Studio album by Laura Stevenson & The Cans
- Released: April 26, 2011
- Recorded: Hunt Studio
- Length: 38:50
- Label: Don Giovanni Records

Laura Stevenson & The Cans chronology
| A Record (2010) | Sit Resist (2011) | Wheel (2013) |

= Sit Resist =

Sit Resist is the second album by American rock band Laura Stevenson & The Cans. The album was released by Don Giovanni Records in 2011.

Professional ratings
Review scores
| Source | Rating |
| Punknews.org | Star |

==Critical reception and legacy==
As a result of the 2020 reissue, Sit Resist garnered newfound retrospective acclaim. That year, Matt Wallock of American Songwriter praised it as a "superbly scrappy [and] heartfelt" album "that feels more vivid - and determined - with every listen."

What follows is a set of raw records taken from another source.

//! Спавн акторов с внедрением коллабораторов
//!
//! Коллабораторы передаются при спавне (движок — свои реализации, headless —
//! stubs). Актор спавнится в воздухе над точкой спавна и приземляется через
//! grounding фазу.

use bevy::prelude::*;
use rand_chacha::ChaCha8Rng;

use crate::ai::{BehaviorConfig, BehaviorState, PerceptionConfig, TargetHandle};
use crate::collaborators::{
    anim, AnimationDriver, AnimatorHandle, AudioHandle, AudioPlayer, BodyHandle, CapsuleBody,
    NavHandle, NavigationAgent,
};
use crate::combat::{
    EntityDied, SwitchTransition, WeaponSlots, WeaponSpec, WEAPON_SLOT_COUNT,
};
use crate::components::{Actor, AimTarget, FireInput, Health, Muzzle, Player};
use crate::logger::{log, log_info};
use crate::movement::{GroundingConfig, GroundingState};

/// Набор движковых сервисов одного актора
pub struct ActorCollaborators {
    pub nav: Box<dyn NavigationAgent>,
    pub body: Box<dyn CapsuleBody>,
    pub animator: Box<dyn AnimationDriver>,
    pub audio: Box<dyn AudioPlayer>,
}

fn equip_slots(
    weapons: Vec<WeaponSpec>,
    switch_delay: f32,
    audio: &mut dyn AudioPlayer,
    now: f32,
) -> WeaponSlots {
    let mut slots = WeaponSlots::new(WEAPON_SLOT_COUNT, switch_delay);
    for spec in weapons {
        slots.add_weapon(spec);
    }
    // Сразу поднимаем первое оружие
    for transition in slots.request_switch(true, now) {
        if let SwitchTransition::Activated { slot } = transition {
            if let Some(clip) = slots
                .weapon_at(slot)
                .and_then(|w| w.spec.equip_sound.as_deref())
            {
                audio.play_one_shot(clip);
            }
        }
    }
    slots
}

/// Спавн врага: полный AI стек + оружие
pub fn spawn_enemy(
    commands: &mut Commands,
    position: Vec3,
    mut collab: ActorCollaborators,
    weapons: Vec<WeaponSpec>,
    now: f32,
) -> Entity {
    let slots = equip_slots(weapons, 0.5, collab.audio.as_mut(), now);
    // Актор начинает в воздухе; флаг снимет приземление
    collab.animator.set_bool(anim::JUMPING, true);

    let entity = commands
        .spawn((
            Actor,
            Health::new(100.0),
            Transform::from_translation(position),
            GroundingState::default(),
            GroundingConfig::default(),
            PerceptionConfig::default(),
            TargetHandle::default(),
            BehaviorState::default(),
            BehaviorConfig::default(),
            Muzzle::default(),
            slots,
            NavHandle(collab.nav),
            BodyHandle(collab.body),
            AnimatorHandle(collab.animator),
            AudioHandle(collab.audio),
        ))
        .id();

    log(&format!("👾 Spawned enemy {:?} at {:.2}", entity, position));
    entity
}

/// Спавн игрока: input/aim вместо AI
pub fn spawn_player(
    commands: &mut Commands,
    position: Vec3,
    mut collab: ActorCollaborators,
    weapons: Vec<WeaponSpec>,
    now: f32,
) -> Entity {
    let slots = equip_slots(weapons, 1.0, collab.audio.as_mut(), now);
    collab.animator.set_bool(anim::JUMPING, true);

    let entity = commands
        .spawn((
            Actor,
            Player,
            Health::new(100.0),
            Transform::from_translation(position),
            GroundingState::default(),
            GroundingConfig::default(),
            FireInput::default(),
            AimTarget::default(),
            Muzzle::default(),
            slots,
            NavHandle(collab.nav),
            BodyHandle(collab.body),
            AnimatorHandle(collab.animator),
            AudioHandle(collab.audio),
        ))
        .id();

    log(&format!("🧍 Spawned player {:?} at {:.2}", entity, position));
    entity
}

/// Зона спавна врагов (горизонтальный прямоугольник + высота сброса)
#[derive(Resource, Debug, Clone, Copy)]
pub struct SpawnVolume {
    pub origin: Vec3,
    pub half_extents: Vec2,
    pub drop_height: f32,
}

impl SpawnVolume {
    pub fn random_point(&self, rng: &mut ChaCha8Rng) -> Vec3 {
        use rand::Rng;
        let x = self.origin.x + (rng.gen::<f32>() * 2.0 - 1.0) * self.half_extents.x;
        let z = self.origin.z + (rng.gen::<f32>() * 2.0 - 1.0) * self.half_extents.y;
        Vec3::new(x, self.origin.y + self.drop_height, z)
    }
}

/// Запрос на респавн врага; сборку актора выполняет движок
/// (коллабораторы создаются на его стороне)
#[derive(Event, Debug, Clone, Copy)]
pub struct RespawnRequested {
    pub position: Vec3,
}

/// Смерть врага при активной зоне спавна порождает запрос на замену
pub fn request_enemy_respawn(
    mut died: EventReader<EntityDied>,
    enemies: Query<(), With<BehaviorState>>,
    volume: Option<Res<SpawnVolume>>,
    mut rng: ResMut<crate::DeterministicRng>,
    mut requests: EventWriter<RespawnRequested>,
) {
    let Some(volume) = volume else {
        return;
    };
    for event in died.read() {
        if enemies.get(event.entity).is_ok() {
            let position = volume.random_point(&mut rng.rng);
            requests.write(RespawnRequested { position });
            log(&format!("♻️ Respawn requested at {:.2}", position));
        }
    }
}

/// Game over лог при смерти игрока
pub fn watch_player_death(
    mut died: EventReader<EntityDied>,
    players: Query<(), With<Player>>,
) {
    for event in died.read() {
        if players.get(event.entity).is_ok() {
            log_info("☠️ Player died, game over");
        }
    }
}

Sit Resist was mentioned in BrooklynVegans 10th anniversary retrospective covering post-hardcore music's "new wave" in 2011. It was recognized alongside various other albums released that year that would shift "from being [the genre's] 'new' wave to being as influential as the bands who inspired them".

==Track listing==

| No. | Title | Length |
|---|---|---|
| 1. | "Halloween Pts. 1 & 2" | 3:29 |
| 2. | "Master of Art" | 3:57 |
| 3. | "Caretaker" | 3:15 |
| 4. | "The Healthy One" | 2:23 |
| 5. | "Finish Piece" | 1:46 |
| 6. | "Peachy" | 2:41 |
| 7. | "8:08" | 3:51 |
| 8. | "Red Clay Roots" | 1:37 |
| 9. | "Barnacles" | 3:16 |
| 10. | "Montauk Monster" | 4:01 |
| 11. | "The Wait" | 3:32 |
| 12. | "The Weight" | 1:42 |
| 13. | "I See Dark" | 3:28 |
| Total length: |  | 38:50 |

==Personnel==
Credits adapted from the record's Bandcamp page.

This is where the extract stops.